Sur la même page du journal, sont annoncés les gagnants des prix                          Goncourt et Théophraste-Renaudot

Les prix littéraires Dans L'Humanité du 9 décembre 1932


Les prix littéraires

Le prix Goncourt est décerné à Guy Mazeline

Chaque année, au début de décembre, lorsque revient le prix Goncourt, le monde des romanciers et celui des éditeurs sont en effervescence. Les compétitions s'affirment. C'est une véritable lutte. C'est que ce prix, décerné en principe au meilleurs roman de l'année, au plus original, s'il ne rapporte au lauréat que 5000 francs comptant, lui confère une notoriété profitable, des collaborations fructueuses et une vente assurée de 50000 exemplaires, 100000 et souvent davantage. On estime que le prix Goncourt, lorsqu'il est réservé à une œuvre de valeur – cela arrive quelque fois – rapporte au gagnant, en moyenne 300000 francs. Il ne faut dons pas trop s'étonner si les candidats qui le briguent ont parfois recours à l'intrigue. Dans notre société capitaliste, les écrivains désintéressés, uniquement artistes, sont rares. plus rares encore ceux qui, d'origine prolétarienne, ont le courage de rester fidèles à l'esprit révolutionnaire de leur classe. 

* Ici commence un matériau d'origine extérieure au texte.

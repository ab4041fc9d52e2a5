use std::time::Duration;

use reqwest::header::{
    HeaderMap, HeaderValue, AUTHORIZATION, LOCATION, WWW_AUTHENTICATE,
};
use reqwest::StatusCode;
use serde_json::Value;
use url::Url;

use super::redirect;
use super::www_authenticate::WwwAuthenticate;
use crate::error::Error;
use crate::v2::token::{Credentials, Token, TokenManager};
use crate::v2::transport::{Response, Transport};

/// The request state machine: anonymous probe, challenge,
/// token, resend, redirect.
pub(crate) struct Driver<'a> {
    pub transport: &'a dyn Transport,
    pub token_manager: &'a dyn TokenManager,
    pub credentials: Option<&'a Credentials>,
}

impl Driver<'_> {
    /// Drives a GET to a terminal response.
    ///
    /// At most one token retry and one redirect hop are taken:
    /// seeing the same status twice aborts with `LoopDetected`,
    /// and any non-terminal status after a redirect aborts with
    /// `NoRetryAllowed`, so a single call never issues more than
    /// three requests. Every hop is granted the full `timeout`
    /// anew; the token exchange is timed separately with the
    /// same duration.
    #[fehler::throws]
    pub async fn drive(
        &self,
        url: Url,
        headers: HeaderMap,
        timeout: Duration,
    ) -> Response {
        let mut url = url;
        let mut headers = headers;
        let mut allow_retry = true;
        let mut last_status = None;

        loop {
            log::debug!("GET {}", url);

            let response =
                self.transport.get(&url, &headers, timeout).await?;

            log::debug!("response status: {}", response.status);

            let status = response.status;

            if status == StatusCode::OK {
                return response;
            }

            if status == StatusCode::BAD_REQUEST {
                fehler::throw!(bad_request(&response));
            }

            if last_status == Some(status) {
                fehler::throw!(Error::LoopDetected(status));
            }

            if !allow_retry {
                fehler::throw!(Error::NoRetryAllowed(status));
            }

            match status {
                StatusCode::UNAUTHORIZED => {
                    let token =
                        self.exchange_token(&response, timeout).await?;

                    let value = HeaderValue::from_str(&format!(
                        "Bearer {}",
                        token.raw
                    ))
                    .map_err(|_| {
                        Error::Auth(
                            "token is not a valid header value".into(),
                        )
                    })?;

                    headers.insert(AUTHORIZATION, value);
                    allow_retry = true;
                }
                StatusCode::TEMPORARY_REDIRECT => {
                    let location =
                        response.headers.get(LOCATION).ok_or_else(|| {
                            Error::InvalidRedirect(
                                "'Location' not found in headers".into(),
                            )
                        })?;

                    let location = location.to_str().map_err(|_| {
                        Error::InvalidRedirect(
                            "'Location' is not valid UTF-8".into(),
                        )
                    })?;

                    url = redirect::parse(location)?;
                    allow_retry = false;
                }
                status => fehler::throw!(Error::UnexpectedStatus(status)),
            }

            last_status = Some(status);
        }
    }

    #[fehler::throws]
    async fn exchange_token(
        &self,
        response: &Response,
        timeout: Duration,
    ) -> Token {
        let challenge =
            response.headers.get(WWW_AUTHENTICATE).ok_or_else(|| {
                Error::InvalidChallenge(
                    "no WWW-Authenticate header in response".into(),
                )
            })?;

        let challenge = challenge.to_str().map_err(|_| {
            Error::InvalidChallenge(
                "WWW-Authenticate header is not valid UTF-8".into(),
            )
        })?;

        let attributes = WwwAuthenticate::parse(challenge)?;

        let service = attributes.get("service").ok_or_else(|| {
            Error::Auth("challenge carries no \"service\" attribute".into())
        })?;

        let scope = attributes.get("scope").ok_or_else(|| {
            Error::Auth("challenge carries no \"scope\" attribute".into())
        })?;

        log::debug!("acquiring token for {} ({})", service, scope);

        let exchange =
            self.token_manager.get_token(service, scope, self.credentials);

        tokio::time::timeout(timeout, exchange)
            .await
            .map_err(|_| Error::TokenTimeout)??
    }
}

/// Decodes a 400 body of the shape `{"errors": [{"message": …}]}`
/// into a single error, messages joined with `", "`.
fn bad_request(response: &Response) -> Error {
    let body: Value = match serde_json::from_slice(&response.body) {
        Ok(body) => body,
        Err(err) => {
            return Error::MalformedError(format!(
                "failed to parse response JSON: {}",
                err
            ))
        }
    };

    let errors = match body.get("errors").and_then(Value::as_array) {
        Some(errors) => errors,
        None => {
            return Error::MalformedError(
                "'errors' not found in response".into(),
            )
        }
    };

    let mut messages = vec![];

    for error in errors {
        match error.get("message") {
            Some(Value::String(message)) => messages.push(message.clone()),
            Some(_) => {
                return Error::MalformedError(
                    "error 'message' is not a string".into(),
                )
            }
            None => continue,
        }
    }

    Error::BadRequest(messages.join(", "))
}

#[cfg(test)]
mod tests {
    use std::time::Duration;

    use reqwest::header::{HeaderMap, ACCEPT};
    use url::Url;

    use super::Driver;
    use crate::error::Error;
    use crate::v2::token::testing::{PendingTokenManager, StaticTokenManager};
    use crate::v2::token::TokenManager;
    use crate::v2::transport::testing::{
        response, response_with_headers, ScriptedTransport,
    };

    const CHALLENGE: &str = "Bearer realm=\"https://auth.example/token\",\
                             service=\"registry.example\",\
                             scope=\"repository:library/alpine:pull\"";

    fn manifest_url() -> Url {
        "https://registry.example/v2/library/alpine/manifests/latest"
            .parse()
            .unwrap()
    }

    async fn drive(
        transport: &ScriptedTransport,
        token_manager: &dyn TokenManager,
        headers: HeaderMap,
    ) -> Result<crate::v2::transport::Response, Error> {
        let driver = Driver {
            transport,
            token_manager,
            credentials: None,
        };

        driver
            .drive(manifest_url(), headers, Duration::from_secs(5))
            .await
    }

    #[tokio::test]
    async fn test_token_dance_resends_with_bearer_header() {
        let transport = ScriptedTransport::new(vec![
            response_with_headers(
                401,
                &[("www-authenticate", CHALLENGE)],
                "",
            ),
            response(200, "terminal"),
        ]);
        let token_manager = StaticTokenManager::new("T");

        let response = drive(&transport, &token_manager, HeaderMap::new())
            .await
            .expect("Failed to drive the request");

        assert_eq!(&response.body[..], b"terminal");

        let requests = transport.requests();

        assert_eq!(requests.len(), 2);
        assert_eq!(requests[0].1.get("authorization"), None);
        assert_eq!(
            requests[1].1.get("authorization").unwrap(),
            &"Bearer T"
        );

        assert_eq!(
            token_manager.calls(),
            vec![(
                "registry.example".to_string(),
                "repository:library/alpine:pull".to_string(),
            )]
        );
    }

    #[tokio::test]
    async fn test_second_unauthorized_aborts() {
        let transport = ScriptedTransport::new(vec![
            response_with_headers(
                401,
                &[("www-authenticate", CHALLENGE)],
                "",
            ),
            response_with_headers(
                401,
                &[("www-authenticate", CHALLENGE)],
                "",
            ),
        ]);
        let token_manager = StaticTokenManager::new("T");

        let error = drive(&transport, &token_manager, HeaderMap::new())
            .await
            .unwrap_err();

        assert!(matches!(error, Error::LoopDetected(status) if status == 401));
        assert_eq!(transport.requests().len(), 2);
        assert_eq!(token_manager.calls().len(), 1);
    }

    #[tokio::test]
    async fn test_redirect_preserves_headers_and_disables_retry() {
        let transport = ScriptedTransport::new(vec![
            response_with_headers(
                307,
                &[("location", "https://cdn.example:8443/blobs/sha256:a")],
                "",
            ),
            response_with_headers(
                401,
                &[("www-authenticate", CHALLENGE)],
                "",
            ),
        ]);
        let token_manager = StaticTokenManager::new("T");

        let mut headers = HeaderMap::new();
        headers.insert(ACCEPT, "application/octet-stream".parse().unwrap());

        let error = drive(&transport, &token_manager, headers)
            .await
            .unwrap_err();

        assert!(
            matches!(error, Error::NoRetryAllowed(status) if status == 401)
        );

        let requests = transport.requests();

        assert_eq!(requests.len(), 2);
        assert_eq!(requests[1].0.host_str(), Some("cdn.example"));
        assert_eq!(requests[1].0.port(), Some(8443));
        assert_eq!(
            requests[1].1.get("accept").unwrap(),
            &"application/octet-stream"
        );
        assert!(token_manager.calls().is_empty());
    }

    #[tokio::test]
    async fn test_at_most_three_requests_per_call() {
        let transport = ScriptedTransport::new(vec![
            response_with_headers(
                401,
                &[("www-authenticate", CHALLENGE)],
                "",
            ),
            response_with_headers(
                307,
                &[("location", "https://cdn.example/blobs/sha256:a")],
                "",
            ),
            response(502, ""),
        ]);
        let token_manager = StaticTokenManager::new("T");

        let error = drive(&transport, &token_manager, HeaderMap::new())
            .await
            .unwrap_err();

        assert!(
            matches!(error, Error::NoRetryAllowed(status) if status == 502)
        );
        assert_eq!(transport.requests().len(), 3);
    }

    #[tokio::test]
    async fn test_redirect_without_location_is_fatal() {
        let transport = ScriptedTransport::new(vec![response(307, "")]);
        let token_manager = StaticTokenManager::new("T");

        let error = drive(&transport, &token_manager, HeaderMap::new())
            .await
            .unwrap_err();

        assert!(matches!(error, Error::InvalidRedirect(_)));
    }

    #[tokio::test]
    async fn test_other_redirects_are_unexpected() {
        let transport = ScriptedTransport::new(vec![response_with_headers(
            302,
            &[("location", "https://cdn.example/blobs/sha256:a")],
            "",
        )]);
        let token_manager = StaticTokenManager::new("T");

        let error = drive(&transport, &token_manager, HeaderMap::new())
            .await
            .unwrap_err();

        assert!(
            matches!(error, Error::UnexpectedStatus(status) if status == 302)
        );
    }

    #[tokio::test]
    async fn test_challenge_without_scope_is_fatal() {
        let transport = ScriptedTransport::new(vec![response_with_headers(
            401,
            &[("www-authenticate", "Bearer service=\"registry.example\"")],
            "",
        )]);
        let token_manager = StaticTokenManager::new("T");

        let error = drive(&transport, &token_manager, HeaderMap::new())
            .await
            .unwrap_err();

        assert!(matches!(error, Error::Auth(_)));
        assert!(token_manager.calls().is_empty());
    }

    #[tokio::test]
    async fn test_structured_bad_request_is_never_retried() {
        let body = r#"{"errors":[{"message":"manifest unknown"},
                                  {"message":"repo not found"}]}"#;
        let transport =
            ScriptedTransport::new(vec![response(400, body)]);
        let token_manager = StaticTokenManager::new("T");

        let error = drive(&transport, &token_manager, HeaderMap::new())
            .await
            .unwrap_err();

        match error {
            Error::BadRequest(messages) => {
                assert_eq!(messages, "manifest unknown, repo not found")
            }
            other => panic!("expected BadRequest, got {:?}", other),
        }

        assert_eq!(transport.requests().len(), 1);
    }

    #[tokio::test]
    async fn test_unparseable_bad_request_body() {
        let transport =
            ScriptedTransport::new(vec![response(400, "not json")]);
        let token_manager = StaticTokenManager::new("T");

        let error = drive(&transport, &token_manager, HeaderMap::new())
            .await
            .unwrap_err();

        assert!(matches!(error, Error::MalformedError(_)));
    }

    #[tokio::test]
    async fn test_bad_request_without_errors_array() {
        let transport =
            ScriptedTransport::new(vec![response(400, r#"{"detail": 1}"#)]);
        let token_manager = StaticTokenManager::new("T");

        let error = drive(&transport, &token_manager, HeaderMap::new())
            .await
            .unwrap_err();

        assert!(matches!(error, Error::MalformedError(_)));
    }

    #[tokio::test]
    async fn test_entries_without_message_are_skipped() {
        let body = r#"{"errors":[{"code":"UNKNOWN"},{"message":"nope"}]}"#;
        let transport = ScriptedTransport::new(vec![response(400, body)]);
        let token_manager = StaticTokenManager::new("T");

        let error = drive(&transport, &token_manager, HeaderMap::new())
            .await
            .unwrap_err();

        assert!(matches!(error, Error::BadRequest(messages) if messages == "nope"));
    }

    #[tokio::test]
    async fn test_slow_token_manager_times_out() {
        let transport = ScriptedTransport::new(vec![response_with_headers(
            401,
            &[("www-authenticate", CHALLENGE)],
            "",
        )]);

        let driver = Driver {
            transport: &transport,
            token_manager: &PendingTokenManager,
            credentials: None,
        };

        let error = driver
            .drive(
                manifest_url(),
                HeaderMap::new(),
                Duration::from_millis(50),
            )
            .await
            .unwrap_err();

        assert!(matches!(error, Error::TokenTimeout));
    }
}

Cette année, c'est le romancier Guy Mazeline qui, avec son livre
Les Loups, a remporté le prix Goncourt. C'est un grand garçon de 32 ans, né au Havre, qui a beaucoup voyagé sur toutes les mers et dans tous les continents. Il exerce le métier de chroniqueur judiciaire. Son livre, un gros volume de plus de 600 pages, expose la grandeur et la décadence d'une famille bourgeoise. C'est le premier volume d'une longue série, à la Balzac ou à la Zola.

Le prix Théophraste-Renaudot revient à Louis-Ferdinand Céline

Le prix Théophraste-Renaudot, créé en matière de dérision par les reporters qui attendent, place Gaillon, le résultat du prix Goncourt, a pris une réelle importance grâce au choix souvent heureux des œuvres choisies par le jury. 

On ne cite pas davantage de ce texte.